Your reply should be the complete data, reproduced exactly.

Saved entries:
=== Section Start ===
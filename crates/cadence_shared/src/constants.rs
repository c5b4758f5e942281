//! # Timing Constants
//!
//! The remote server simulates at a fixed rate. Every duration in the core is
//! expressed in ticks of that rate.

/// Simulation steps per second of the remote server.
pub const TICKS_PER_SECOND: u32 = 20;

/// Duration of one simulation step in microseconds (20Hz = 50,000 μs).
pub const TICK_DURATION_MICROS: u64 = 1_000_000 / TICKS_PER_SECOND as u64;

/// Converts whole seconds to ticks at the server rate.
#[must_use]
pub const fn seconds_to_ticks(seconds: u32) -> u32 {
    seconds * TICKS_PER_SECOND
}

#[cfg(test)]
mod tests {
    use super::*;

    #[test]
    fn test_tick_duration() {
        assert_eq!(TICK_DURATION_MICROS, 50_000);
        assert_eq!(seconds_to_ticks(3), 60);
    }
}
=== Section End ===
* OUTPUT FOR THIS TASK:
filename crates/cadence_shared/src/constants.rs
repository c5b4758f5e942281
//! # Timing Constants
//!
//! The remote server simulates at a fixed rate. Every duration in the core is
//! expressed in ticks of that rate.

/// Simulation steps per second of the remote server.
pub const TICKS_PER_SECOND: u32 = 20;

/// Duration of one simulation step in microseconds (20Hz = 50,000 μs).
pub const TICK_DURATION_MICROS: u64 = 1_000_000 / TICKS_PER_SECOND as u64;

/// Converts whole seconds to ticks at the server rate.
#[must_use]
pub const fn seconds_to_ticks(seconds: u32) -> u32 {
    seconds * TICKS_PER_SECOND
}

#[cfg(test)]
mod tests {
    use super::*;

    #[test]
    fn test_tick_duration() {
        assert_eq!(TICK_DURATION_MICROS, 50_000);
        assert_eq!(seconds_to_ticks(3), 60);
    }
}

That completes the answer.